Calderon v. American Family Mutual Insurance Co.
2016 CO 72
| Colo. | 2016Background
- Calderon was injured by an uninsured driver and held an American Family policy with $300,000 UM/UIM limits and $5,000 MedPay; he paid separate premiums for each.
- American Family paid the $5,000 MedPay directly to Calderon’s medical providers and disputed Calderon’s UM/UIM claim.
- A jury awarded Calderon $68,338.97 on the breach-of-contract/UM claim (including medical expenses); the trial court reduced the verdict by $5,000 (MedPay setoff) and entered judgment for the reduced amount.
- The Colorado Court of Appeals affirmed, reading the statute’s “amount of the [UM/UIM] coverage available” to mean the policy limit ($300,000), allowing a MedPay setoff so long as limits weren’t reduced.
- The Colorado Supreme Court granted certiorari and reversed, holding the statute bars setoffs of MedPay from the amount of UM/UIM recovery on a particular claim (i.e., the award), not merely reduction of the policy limit.
Issues
| Issue | Plaintiff's Argument | Defendant's Argument | Held |
|---|---|---|---|
| Whether §10-4-609(1)(c)’s prohibition on reducing “the amount of the [UM/UIM] coverage available pursuant to this section” bars setting off MedPay payments from UM/UIM recovery | Calderon: phrase refers to the amount available on a particular claim (the recovery); setoff of MedPay against UM/UIM recovery is prohibited | American Family: phrase refers to the abstract policy limit; setoff is allowed so long as policy limits are unchanged | Court: phrase refers to amount available on a particular claim; MedPay setoff is barred by §10-4-609(1)(c) |
| Whether allowing a MedPay setoff would contradict UM/UIM’s goal of placing an insured in same position as if tortfeasor insured | Calderon: permitting setoff would leave insured worse off than if tortfeasor had insurance (contrary to UM purpose) | American Family: setoff avoids double recovery and follows policy language preventing duplicate payments | Court: allowing setoff would reduce insured’s recovery compared to having an insured tortfeasor; statutory text and purpose bar setoff |
| Whether overlapping benefits (MedPay and UM/UIM) constitute impermissible double recovery | Calderon: benefits overlap but are not duplicative; MedPay provides prompt payment distinct from UM/UIM | American Family: paying MedPay then full UM leads to double recovery; setoff prevents windfall | Court: overlap ≠ double recovery; setoff prohibition is meant to prevent reducing UM recovery by amounts paid under other coverages |
| Whether insurer’s policy language permitting setoff is enforceable despite statute | Calderon: statutory prohibition overrides contract clause | American Family: policy anti-duplication clauses are valid and avoid double recovery | Court: policy clause is unenforceable to extent it conflicts with statutory setoff prohibition |
Key Cases Cited
- Newton v. Nationwide Mut. Fire Ins. Co., 594 P.2d 1042 (Colo. 1979) (PIP and UM overlap but setoff of PIP from UM violates public policy)

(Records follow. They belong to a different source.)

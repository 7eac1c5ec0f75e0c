use dashmap::DashMap;
use serenity::model::id::{ChannelId, GuildId};
use std::sync::atomic::{AtomicU64, Ordering};
use std::sync::Arc;
use tokio::sync::{Mutex, OwnedMutexGuard};
use tracing::{debug, info, warn};

use crate::audio::session::Session;
use crate::error::{MusicError, MusicResult};
use crate::node::{AudioNode, NodeHealth, NodeStatus};

/// Celda de un guild: el mutex es el lock exclusivo por guild y el `Option`
/// indica si hay una sesión registrada.
type GuildSlot = Arc<Mutex<Option<Session>>>;

/// Tabla de sesiones del proceso: a lo sumo una sesión viva por guild.
///
/// Destruir una sesión solo vacía su celda. La celda sale del mapa con
/// `prune`, y únicamente cuando nadie más conserva una referencia a ella, así
/// que nadie puede quedarse esperando un lock que ya no pertenece al mapa.
pub struct SessionRegistry {
    slots: DashMap<GuildId, GuildSlot>,
    node: Arc<dyn AudioNode>,
    health: NodeHealth,
    default_volume: u8,
    next_id: AtomicU64,
}

impl SessionRegistry {
    pub fn new(node: Arc<dyn AudioNode>, health: NodeHealth, default_volume: u8) -> Self {
        Self {
            slots: DashMap::new(),
            node,
            health,
            default_volume: default_volume.min(100),
            next_id: AtomicU64::new(1),
        }
    }

    fn slot(&self, guild_id: GuildId) -> GuildSlot {
        // El guard del shard se suelta antes de cualquier await
        self.slots.entry(guild_id).or_default().clone()
    }

    /// Devuelve la sesión existente o crea, registra y conecta una nueva.
    ///
    /// Llamadas concurrentes para el mismo guild se serializan en su lock, así
    /// que solo la primera emite la directiva de conexión.
    pub async fn get_or_create(
        &self,
        guild_id: GuildId,
        voice_channel_id: ChannelId,
        text_channel_id: ChannelId,
    ) -> MusicResult<SessionGuard> {
        let mut guard = self.slot(guild_id).lock_owned().await;
        if guard.is_some() {
            return Ok(SessionGuard { guild_id, inner: guard });
        }

        if let NodeStatus::Degraded(reason) = self.health.status() {
            warn!("Nodo degradado, rechazando nueva sesión en guild {}: {}", guild_id, reason);
            drop(guard);
            self.prune(guild_id);
            return Err(MusicError::NodeUnavailable(reason));
        }

        let id = self.next_id.fetch_add(1, Ordering::Relaxed);
        let mut session = Session::new(
            id,
            guild_id,
            voice_channel_id,
            text_channel_id,
            self.default_volume,
            self.node.clone(),
        );
        if let Err(e) = session.connect().await {
            drop(guard);
            self.prune(guild_id);
            return Err(e);
        }

        info!("🆕 Sesión #{} creada para guild {}", id, guild_id);
        *guard = Some(session);
        Ok(SessionGuard { guild_id, inner: guard })
    }

    /// Bloquea la sesión del guild si existe
    pub async fn get(&self, guild_id: GuildId) -> Option<SessionGuard> {
        let slot = self.slots.get(&guild_id).map(|entry| entry.value().clone())?;
        let guard = slot.lock_owned().await;
        guard.is_some().then_some(SessionGuard { guild_id, inner: guard })
    }

    /// Quita la sesión del registro sin mandar directivas (idempotente)
    pub async fn remove(&self, guild_id: GuildId) -> Option<Session> {
        let slot = self.slots.get(&guild_id).map(|entry| entry.value().clone())?;
        let removed = slot.lock().await.take();
        drop(slot);
        self.prune(guild_id);
        if removed.is_some() {
            debug!("Sesión de guild {} quitada del registro", guild_id);
        }
        removed
    }

    /// Destruye la sesión del guild si existe
    pub async fn destroy(&self, guild_id: GuildId) -> bool {
        match self.get(guild_id).await {
            Some(guard) => {
                guard.destroy().await;
                self.prune(guild_id);
                true
            }
            None => false,
        }
    }

    /// Saca del mapa la celda vacía del guild si nadie más la referencia.
    ///
    /// Cada `lock_owned` pendiente o guard vivo conserva un `Arc` de la celda,
    /// y el mapa solo se clona bajo el lock de su shard, que `remove_if` tiene
    /// tomado en exclusiva.
    pub fn prune(&self, guild_id: GuildId) -> bool {
        let pruned = self
            .slots
            .remove_if(&guild_id, |_, slot| {
                Arc::strong_count(slot) == 1 && slot.try_lock().is_ok_and(|session| session.is_none())
            })
            .is_some();
        if pruned {
            debug!("Celda de guild {} liberada", guild_id);
        }
        pruned
    }

    /// `true` si el guild tiene sesión (o alguien tiene tomado su lock)
    pub fn has_session(&self, guild_id: GuildId) -> bool {
        self.slots
            .get(&guild_id)
            .is_some_and(|entry| match entry.value().try_lock() {
                Ok(slot) => slot.is_some(),
                Err(_) => true,
            })
    }

    #[cfg(test)]
    pub(crate) fn tracked_guilds(&self) -> usize {
        self.slots.len()
    }

    /// Cantidad de sesiones vivas (bloquea sin esperar: las ocupadas cuentan)
    pub fn active_sessions(&self) -> usize {
        self.slots
            .iter()
            .filter(|entry| match entry.value().try_lock() {
                Ok(slot) => slot.is_some(),
                Err(_) => true,
            })
            .count()
    }

    pub fn health(&self) -> &NodeHealth {
        &self.health
    }
}

/// Acceso exclusivo a la sesión de un guild mientras viva el guard.
///
/// No llamar a métodos del registro para el mismo guild mientras se sostiene
/// un guard: el lock no es reentrante.
#[derive(Debug)]
pub struct SessionGuard {
    guild_id: GuildId,
    inner: OwnedMutexGuard<Option<Session>>,
}

impl SessionGuard {
    pub fn guild_id(&self) -> GuildId {
        self.guild_id
    }

    /// La sesión bloqueada; `SessionGone` si ya fue destruida con este guard
    pub fn session(&mut self) -> MusicResult<&mut Session> {
        self.inner.as_mut().ok_or(MusicError::SessionGone)
    }

    pub fn session_ref(&self) -> MusicResult<&Session> {
        self.inner.as_ref().ok_or(MusicError::SessionGone)
    }

    /// Desconecta, marca Destroyed y vacía la celda del registro
    pub async fn destroy(mut self) -> Option<Session> {
        let mut session = self.inner.take()?;
        session.destroy().await;
        Some(session)
    }
}

#[cfg(test)]
mod tests {
    use super::*;
    use crate::audio::session::PlaybackStatus;
    use crate::testing::{Directive, RecordingNode};
    use std::time::Duration;

    const VOICE: ChannelId = ChannelId::new(20);
    const TEXT: ChannelId = ChannelId::new(30);

    fn registry_with(node: Arc<RecordingNode>) -> Arc<SessionRegistry> {
        Arc::new(SessionRegistry::new(node, NodeHealth::available(), 100))
    }

    #[tokio::test(flavor = "multi_thread", worker_threads = 4)]
    async fn test_concurrent_get_or_create_yields_one_session() {
        let node = Arc::new(RecordingNode::with_connect_delay(Duration::from_millis(20)));
        let registry = registry_with(node.clone());
        let guild = GuildId::new(1);

        let mut handles = Vec::new();
        for _ in 0..16 {
            let registry = registry.clone();
            handles.push(tokio::spawn(async move {
                let mut guard = registry.get_or_create(guild, VOICE, TEXT).await.unwrap();
                guard.session().unwrap().id()
            }));
        }

        let mut ids = Vec::new();
        for handle in handles {
            ids.push(handle.await.unwrap());
        }
        ids.dedup();

        assert_eq!(ids.len(), 1);
        assert_eq!(node.count(|d| matches!(d, Directive::Connect(..))), 1);
        assert_eq!(registry.active_sessions(), 1);
    }

    #[tokio::test(flavor = "multi_thread", worker_threads = 2)]
    async fn test_guilds_do_not_block_each_other() {
        let node = Arc::new(RecordingNode::new());
        let registry = registry_with(node.clone());

        // Lock de G1 retenido mientras se opera sobre G2
        let _held = registry.get_or_create(GuildId::new(1), VOICE, TEXT).await.unwrap();

        let other = tokio::time::timeout(
            Duration::from_secs(1),
            registry.get_or_create(GuildId::new(2), VOICE, TEXT),
        )
        .await
        .expect("G2 blocked by G1");
        let mut other = other.unwrap();
        other.session().unwrap().set_volume(40).await.unwrap();

        drop(other);
        drop(_held);
        let mut g1 = registry.get(GuildId::new(1)).await.unwrap();
        assert_eq!(g1.session().unwrap().volume(), 100);
    }

    #[tokio::test]
    async fn test_get_and_remove() {
        let node = Arc::new(RecordingNode::new());
        let registry = registry_with(node.clone());
        let guild = GuildId::new(3);

        assert!(registry.get(guild).await.is_none());
        assert!(registry.remove(guild).await.is_none());

        drop(registry.get_or_create(guild, VOICE, TEXT).await.unwrap());
        let removed = registry.remove(guild).await;
        assert!(removed.is_some());
        assert!(registry.get(guild).await.is_none());
        assert!(registry.remove(guild).await.is_none());
    }

    #[tokio::test]
    async fn test_destroy_unregisters_and_disconnects() {
        let node = Arc::new(RecordingNode::new());
        let registry = registry_with(node.clone());
        let guild = GuildId::new(4);

        let guard = registry.get_or_create(guild, VOICE, TEXT).await.unwrap();
        let destroyed = guard.destroy().await.unwrap();

        assert_eq!(destroyed.status(), PlaybackStatus::Destroyed);
        assert!(registry.get(guild).await.is_none());
        assert_eq!(node.count(|d| matches!(d, Directive::Disconnect(_))), 1);
        assert!(!registry.destroy(guild).await);
        assert_eq!(registry.tracked_guilds(), 0);

        // Una nueva sesión vuelve a conectar con otro id
        let mut fresh = registry.get_or_create(guild, VOICE, TEXT).await.unwrap();
        assert_ne!(fresh.session().unwrap().id(), destroyed.id());
        assert_eq!(node.count(|d| matches!(d, Directive::Connect(..))), 2);
    }

    #[tokio::test]
    async fn test_degraded_node_fails_fast() {
        let node = Arc::new(RecordingNode::new());
        let health = NodeHealth::available();
        let registry = SessionRegistry::new(node.clone(), health.clone(), 100);
        let guild = GuildId::new(5);

        // Sesiones existentes siguen accesibles
        drop(registry.get_or_create(guild, VOICE, TEXT).await.unwrap());
        health.mark_degraded("socket closed");
        assert!(registry.get_or_create(guild, VOICE, TEXT).await.is_ok());

        let err = registry.get_or_create(GuildId::new(6), VOICE, TEXT).await.unwrap_err();
        assert_eq!(err, MusicError::NodeUnavailable("socket closed".to_string()));
        assert_eq!(node.count(|d| matches!(d, Directive::Connect(..))), 1);
    }

    #[tokio::test]
    async fn test_failed_connect_registers_nothing() {
        let node = Arc::new(RecordingNode::new());
        node.set_fail_connect(true);
        let registry = registry_with(node.clone());

        let err = registry.get_or_create(GuildId::new(7), VOICE, TEXT).await.unwrap_err();
        assert!(matches!(err, MusicError::NodeUnavailable(_)));
        assert!(registry.get(GuildId::new(7)).await.is_none());
        assert_eq!(registry.tracked_guilds(), 0);
    }

    #[tokio::test]
    async fn test_default_volume_reaches_node() {
        let node = Arc::new(RecordingNode::new());
        let registry = SessionRegistry::new(node.clone(), NodeHealth::available(), 50);
        let guild = GuildId::new(8);

        let mut guard = registry.get_or_create(guild, VOICE, TEXT).await.unwrap();

        assert_eq!(guard.session().unwrap().volume(), 50);
        assert_eq!(
            node.directives(),
            vec![Directive::Connect(guild, VOICE), Directive::Volume(guild, 50)]
        );
    }

    #[tokio::test]
    async fn test_prune_keeps_slots_in_use() {
        let node = Arc::new(RecordingNode::new());
        let registry = registry_with(node.clone());
        let guild = GuildId::new(9);

        let guard = registry.get_or_create(guild, VOICE, TEXT).await.unwrap();
        // Con sesión viva y guard tomado la celda se queda
        assert!(!registry.prune(guild));
        assert!(registry.has_session(guild));

        drop(guard);
        assert!(!registry.prune(guild));
        assert!(registry.destroy(guild).await);
        assert!(!registry.has_session(guild));
        assert_eq!(registry.tracked_guilds(), 0);
        assert!(!registry.prune(guild));
    }
}
use serenity::model::id::{ChannelId, GuildId, UserId};
use std::sync::Arc;
use tracing::{debug, info, warn};

use crate::audio::registry::SessionRegistry;
use crate::audio::resolver::{ResolvedResult, TrackResolver};
use crate::bot::gateway::ChatGateway;
use crate::config::Config;
use crate::error::{MusicError, MusicResult};
use crate::ui::messages;

/// Comandos de texto soportados
#[derive(Debug, Clone, PartialEq, Eq)]
pub enum Command {
    Join,
    Play(String),
    Skip,
    Stop,
    Leave,
    /// El argumento crudo; se valida al ejecutar
    Volume(Option<String>),
    Pause,
    Resume,
    Queue,
}

impl Command {
    /// `None` si el mensaje no lleva el prefijo o el comando es desconocido
    pub fn parse(prefix: &str, content: &str) -> Option<Self> {
        let rest = content.strip_prefix(prefix)?.trim();
        let mut parts = rest.split_whitespace();
        let name = parts.next()?.to_lowercase();
        let args: Vec<&str> = parts.collect();

        let command = match name.as_str() {
            "join" => Self::Join,
            "play" => Self::Play(args.join(" ")),
            "skip" => Self::Skip,
            "stop" => Self::Stop,
            "leave" => Self::Leave,
            "volume" => Self::Volume(args.first().map(|a| a.to_string())),
            "pause" => Self::Pause,
            "resume" => Self::Resume,
            "queue" => Self::Queue,
            _ => return None,
        };
        Some(command)
    }
}

/// Quién puede dar órdenes y a qué canal de voz apuntan.
#[derive(Debug, Clone, Copy, PartialEq, Eq)]
pub struct CommandPolicy {
    /// Aceptar comandos de otros bots
    pub allow_bot_authors: bool,
    /// Usar el canal del primer usuario mencionado antes que el del autor
    pub target_mentioned_user: bool,
}

impl CommandPolicy {
    pub fn from_config(config: &Config) -> Self {
        Self {
            allow_bot_authors: config.allow_bot_commands,
            target_mentioned_user: config.target_mentioned_user,
        }
    }
}

impl Default for CommandPolicy {
    fn default() -> Self {
        Self {
            allow_bot_authors: true,
            target_mentioned_user: true,
        }
    }
}

/// Mensaje entrante ya despojado de tipos del gateway
#[derive(Debug, Clone)]
pub struct IncomingMessage {
    pub guild_id: GuildId,
    pub text_channel_id: ChannelId,
    pub author_id: UserId,
    pub author_is_bot: bool,
    pub mentions: Vec<UserId>,
    pub content: String,
}

/// Traduce comandos de texto en operaciones del registro y la sesión.
pub struct CommandDispatcher {
    registry: Arc<SessionRegistry>,
    resolver: Arc<TrackResolver>,
    policy: CommandPolicy,
    prefix: String,
}

impl CommandDispatcher {
    pub fn new(
        registry: Arc<SessionRegistry>,
        resolver: Arc<TrackResolver>,
        policy: CommandPolicy,
        prefix: impl Into<String>,
    ) -> Self {
        Self {
            registry,
            resolver,
            policy,
            prefix: prefix.into(),
        }
    }

    /// Procesa un mensaje; cada comando produce a lo sumo un mensaje de respuesta
    pub async fn handle(&self, gateway: &dyn ChatGateway, message: IncomingMessage) {
        if message.author_is_bot && !self.policy.allow_bot_authors {
            return;
        }
        let Some(command) = Command::parse(&self.prefix, &message.content) else {
            return;
        };

        info!(
            "📝 Comando {:?} de {} en guild {}",
            command, message.author_id, message.guild_id
        );

        let reply = match self.execute(gateway, &message, command).await {
            Ok(Some(text)) => text,
            Ok(None) => return,
            Err(e) => {
                warn!("Comando rechazado en guild {}: {}", message.guild_id, e);
                messages::error_message(&e)
            }
        };

        if let Err(e) = gateway.send_message(message.text_channel_id, &reply).await {
            warn!("No se pudo responder en {}: {:?}", message.text_channel_id, e);
        }
    }

    async fn execute(
        &self,
        gateway: &dyn ChatGateway,
        message: &IncomingMessage,
        command: Command,
    ) -> MusicResult<Option<String>> {
        let guild_id = message.guild_id;

        match command {
            Command::Join => {
                let voice = self.target_voice_channel(gateway, message)?;
                let mut guard = self
                    .registry
                    .get_or_create(guild_id, voice, message.text_channel_id)
                    .await?;
                guard.session()?.bind_voice_channel(voice).await?;
                Ok(Some(messages::joined(voice)))
            }
            Command::Play(query) => self.play(gateway, message, &query).await.map(Some),
            Command::Skip => {
                let mut guard = self.registry.get(guild_id).await.ok_or(MusicError::SessionGone)?;
                let reply = match guard.session()?.skip().await? {
                    Some(track) => messages::skipped(&track),
                    None => messages::nothing_playing(),
                };
                Ok(Some(reply))
            }
            Command::Stop => {
                let mut guard = self.registry.get(guild_id).await.ok_or(MusicError::SessionGone)?;
                if let Err(e) = guard.session()?.stop().await {
                    warn!("Stop falló en guild {}, destruyendo igual: {}", guild_id, e);
                }
                guard.destroy().await;
                self.registry.prune(guild_id);
                Ok(Some(messages::stopped()))
            }
            Command::Leave => {
                self.registry.destroy(guild_id).await;
                Ok(Some(messages::left()))
            }
            Command::Volume(raw) => {
                let mut guard = self.registry.get(guild_id).await.ok_or(MusicError::SessionGone)?;
                let volume = raw
                    .as_deref()
                    .and_then(|v| v.parse::<i64>().ok())
                    .ok_or_else(|| MusicError::Validation("Volume must be between 0 and 100.".to_string()))?;
                let volume = guard.session()?.set_volume(volume).await?;
                Ok(Some(messages::volume_set(volume)))
            }
            Command::Pause => {
                let mut guard = self.registry.get(guild_id).await.ok_or(MusicError::SessionGone)?;
                guard.session()?.pause().await?;
                Ok(Some(messages::paused()))
            }
            Command::Resume => {
                let mut guard = self.registry.get(guild_id).await.ok_or(MusicError::SessionGone)?;
                guard.session()?.resume().await?;
                Ok(Some(messages::resumed()))
            }
            Command::Queue => {
                let guard = self.registry.get(guild_id).await.ok_or(MusicError::SessionGone)?;
                let session = guard.session_ref()?;
                Ok(Some(messages::queue_listing(session.current(), session.queue())))
            }
        }
    }

    async fn play(
        &self,
        gateway: &dyn ChatGateway,
        message: &IncomingMessage,
        query: &str,
    ) -> MusicResult<String> {
        if query.trim().is_empty() {
            return Err(MusicError::Validation(messages::missing_query()));
        }
        let voice = self.target_voice_channel(gateway, message)?;

        // Búsqueda fuera del lock del guild: no toca estado de la sesión
        let resolved = self.resolver.resolve(query).await?;
        let reply = match &resolved {
            ResolvedResult::NoMatch => return Err(MusicError::NoMatch),
            ResolvedResult::Playlist { name, tracks } => messages::playlist_added(name, tracks.len()),
            ResolvedResult::SingleTrack(track) => messages::track_added(track),
        };

        let mut guard = self
            .registry
            .get_or_create(message.guild_id, voice, message.text_channel_id)
            .await?;
        let session = guard.session()?;
        session.bind_voice_channel(voice).await?;
        let enqueued = session.enqueue_and_maybe_start(resolved).await?;
        debug!(
            "{} pistas encoladas en guild {} (arrancó: {})",
            enqueued.added,
            message.guild_id,
            enqueued.started.is_some()
        );

        Ok(reply)
    }

    /// Canal de voz objetivo según la política
    fn target_voice_channel(&self, gateway: &dyn ChatGateway, message: &IncomingMessage) -> MusicResult<ChannelId> {
        let mentioned = if self.policy.target_mentioned_user {
            message
                .mentions
                .first()
                .and_then(|user| gateway.voice_channel_of(message.guild_id, *user))
        } else {
            None
        };

        mentioned
            .or_else(|| gateway.voice_channel_of(message.guild_id, message.author_id))
            .ok_or(MusicError::NoVoiceChannel)
    }
}
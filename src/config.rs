use anyhow::Result;
use std::time::Duration;

#[derive(Debug, Clone)]
pub struct Config {
    // Discord
    pub discord_token: String,
    pub command_prefix: String,

    // Lavalink
    pub lavalink_host: String,
    pub lavalink_port: u16,
    pub lavalink_password: String,
    pub lavalink_secure: bool,
    pub search_prefix: String,
    pub node_reconnect_secs: u64,

    // Audio
    pub default_volume: u8,

    // Política de comandos
    pub allow_bot_commands: bool,
    pub target_mentioned_user: bool,
}

impl Config {
    pub fn load() -> Result<Self> {
        dotenvy::dotenv().ok();

        let config = Self {
            // Discord (TOKEN es el nombre heredado del despliegue original)
            discord_token: std::env::var("DISCORD_TOKEN").or_else(|_| std::env::var("TOKEN"))?,
            command_prefix: std::env::var("PREFIX").unwrap_or_else(|_| "!".to_string()),

            // Lavalink
            lavalink_host: std::env::var("LAVALINK_HOST")
                .unwrap_or_else(|_| "localhost".to_string()),
            lavalink_port: std::env::var("LAVALINK_PORT")
                .unwrap_or_else(|_| "2333".to_string())
                .parse()?,
            lavalink_password: std::env::var("LAVALINK_PASSWORD")
                .unwrap_or_else(|_| "youshallnotpass".to_string()),
            lavalink_secure: std::env::var("LAVALINK_SECURE")
                .unwrap_or_else(|_| "false".to_string())
                .parse()?,
            search_prefix: std::env::var("SEARCH_PREFIX")
                .unwrap_or_else(|_| "ytsearch".to_string()),
            node_reconnect_secs: std::env::var("NODE_RECONNECT_SECS")
                .unwrap_or_else(|_| "5".to_string())
                .parse()?,

            // Audio
            default_volume: std::env::var("DEFAULT_VOLUME")
                .unwrap_or_else(|_| "100".to_string())
                .parse()?,

            // Política
            allow_bot_commands: std::env::var("ALLOW_BOT_COMMANDS")
                .unwrap_or_else(|_| "true".to_string())
                .parse()?,
            target_mentioned_user: std::env::var("TARGET_MENTIONED_USER")
                .unwrap_or_else(|_| "true".to_string())
                .parse()?,
        };

        config.validate()?;

        Ok(config)
    }

    /// Validates configuration values for correctness.
    ///
    /// # Validation Rules
    ///
    /// - Token, prefix and node host must not be empty
    /// - Default volume must be between 0 and 100
    /// - Node port must not be 0
    pub fn validate(&self) -> Result<()> {
        if self.discord_token.trim().is_empty() {
            anyhow::bail!("Discord token must not be empty");
        }

        if self.command_prefix.trim().is_empty() {
            anyhow::bail!("Command prefix must not be empty");
        }

        if self.lavalink_host.trim().is_empty() {
            anyhow::bail!("Lavalink host must not be empty");
        }

        if self.lavalink_port == 0 {
            anyhow::bail!("Lavalink port must be greater than 0");
        }

        if self.default_volume > 100 {
            anyhow::bail!("Default volume must be between 0 and 100, got: {}", self.default_volume);
        }

        Ok(())
    }

    /// Base URL for the node's REST API.
    pub fn lavalink_rest_url(&self) -> String {
        let scheme = if self.lavalink_secure { "https" } else { "http" };
        format!("{}://{}:{}", scheme, self.lavalink_host, self.lavalink_port)
    }

    /// URL of the node's event websocket.
    pub fn lavalink_ws_url(&self) -> String {
        let scheme = if self.lavalink_secure { "wss" } else { "ws" };
        format!("{}://{}:{}/v4/websocket", scheme, self.lavalink_host, self.lavalink_port)
    }

    pub fn node_reconnect_delay(&self) -> Duration {
        Duration::from_secs(self.node_reconnect_secs)
    }

    /// Returns a summary of the current configuration for logging.
    ///
    /// Excludes the bot token and the node password.
    pub fn summary(&self) -> String {
        format!(
            "Config Summary:\n  \
            Discord: prefix '{}'\n  \
            Lavalink: {} (search: {}, reconnect {}s)\n  \
            Audio: {}% default volume\n  \
            Policy: bot authors={}, mentioned target={}",
            self.command_prefix,
            self.lavalink_rest_url(),
            self.search_prefix,
            self.node_reconnect_secs,
            self.default_volume,
            self.allow_bot_commands,
            self.target_mentioned_user,
        )
    }
}

/// Default configuration values.
///
/// Used as fallbacks when environment variables are not provided.
impl Default for Config {
    fn default() -> Self {
        Self {
            // Discord (el token no tiene default)
            discord_token: String::new(),
            command_prefix: "!".to_string(),

            lavalink_host: "localhost".to_string(),
            lavalink_port: 2333,
            lavalink_password: "youshallnotpass".to_string(),
            lavalink_secure: false,
            search_prefix: "ytsearch".to_string(),
            node_reconnect_secs: 5,

            default_volume: 100,

            allow_bot_commands: true,
            target_mentioned_user: true,
        }
    }
}
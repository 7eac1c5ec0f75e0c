use anyhow::{Context as _, Result};
use serenity::{model::gateway::GatewayIntents, Client};
use songbird::{SerenityInit, Songbird};
use std::sync::Arc;
use tokio_util::sync::CancellationToken;
use tracing::{error, info};

use hydra_music::audio::{registry::SessionRegistry, resolver::TrackResolver};
use hydra_music::bot::{
    dispatcher::{CommandDispatcher, CommandPolicy},
    HydraBot,
};
use hydra_music::config::Config;
use hydra_music::node::{lavalink::LavalinkNode, NodeHealth};

#[tokio::main]
async fn main() -> Result<()> {
    // Inicializar logging
    tracing_subscriber::fmt()
        .with_env_filter(
            tracing_subscriber::EnvFilter::from_default_env()
                .add_directive("hydra_music=debug".parse()?)
                .add_directive("serenity=info".parse()?)
                .add_directive("songbird=info".parse()?),
        )
        .init();

    info!("🎵 Iniciando Hydra Music v{}", env!("CARGO_PKG_VERSION"));

    // Cargar configuración
    let config = Config::load().context("Configuración inválida")?;
    info!("{}", config.summary());

    // Songbird solo hace la señalización de voz; el audio lo manda Lavalink
    let songbird = Songbird::serenity();
    let (node, node_events) = LavalinkNode::new(&config, songbird.clone());

    if std::env::args().any(|arg| arg == "--health-check") {
        return health_check(&node).await;
    }

    let health = NodeHealth::new();
    let registry = Arc::new(SessionRegistry::new(
        node.clone(),
        health.clone(),
        config.default_volume,
    ));
    let resolver = Arc::new(TrackResolver::new(node.clone(), config.search_prefix.clone()));
    let dispatcher = Arc::new(CommandDispatcher::new(
        registry.clone(),
        resolver,
        CommandPolicy::from_config(&config),
        config.command_prefix.clone(),
    ));

    let shutdown = CancellationToken::new();
    let handler = HydraBot::new(dispatcher, registry, health, node_events, shutdown.clone());

    // Intents mínimos: mensajes con contenido y estados de voz
    let intents = GatewayIntents::GUILDS
        | GatewayIntents::GUILD_VOICE_STATES
        | GatewayIntents::GUILD_MESSAGES
        | GatewayIntents::MESSAGE_CONTENT;

    let mut client = Client::builder(&config.discord_token, intents)
        .event_handler(handler)
        .register_songbird_with(songbird)
        .await
        .context("Error al construir el cliente de Discord")?;

    // Lavalink necesita el id del bot para abrir el websocket
    let user_id = client.http.get_current_user().await?.id;
    let node_task = node.spawn_event_loop(user_id, shutdown.clone());

    // Manejar shutdown graceful
    let shard_manager = client.shard_manager.clone();
    let signal_token = shutdown.clone();
    tokio::spawn(async move {
        if let Err(e) = tokio::signal::ctrl_c().await {
            error!("Error al registrar Ctrl+C: {:?}", e);
            return;
        }
        info!("⚠️ Señal de shutdown recibida, cerrando...");
        signal_token.cancel();
        shard_manager.shutdown_all().await;
    });

    info!("🚀 Bot iniciado");
    if let Err(why) = client.start().await {
        error!("Error al ejecutar cliente: {:?}", why);
    }

    shutdown.cancel();
    if let Err(e) = node_task.await {
        error!("El lazo de Lavalink terminó con error: {:?}", e);
    }

    Ok(())
}

async fn health_check(node: &LavalinkNode) -> Result<()> {
    let version = node
        .version()
        .await
        .context("El nodo Lavalink no responde")?;
    println!("OK (Lavalink {})", version.trim());
    Ok(())
}
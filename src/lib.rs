//! # Hydra Music
//!
//! Text-command Discord music bot whose audio is played by an external
//! Lavalink node. The crate keeps one authoritative playback session per
//! guild, shared by user commands and node events.

pub mod audio;
pub mod bot;
pub mod config;
pub mod error;
pub mod node;
pub mod ui;

#[cfg(test)]
pub(crate) mod testing;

- Barnett v. American Family Mut. Ins. Co., 843 P.2d 1302 (Colo. 1993) (SSDI benefits overlap with UM/UIM but are not deductible; UM/UIM must place insured as if tortfeasor insured)
- Krai v. American Hardware Mut. Ins. Co., 784 P.2d 769 (Colo. 1989) (legislative purpose: place insured with UM in same position as if tortfeasor insured)
- State Farm Mut. Auto. Ins. Co. v. Kastner, 77 P.3d 1256 (Colo. 2003) (insurance contract terms conflicting with statute are unenforceable)
- USAA v. Parker, 200 P.3d 350 (Colo. 2009) (discussing UM/UIM purpose to compensate insureds for losses caused by uninsured/underinsured motorists)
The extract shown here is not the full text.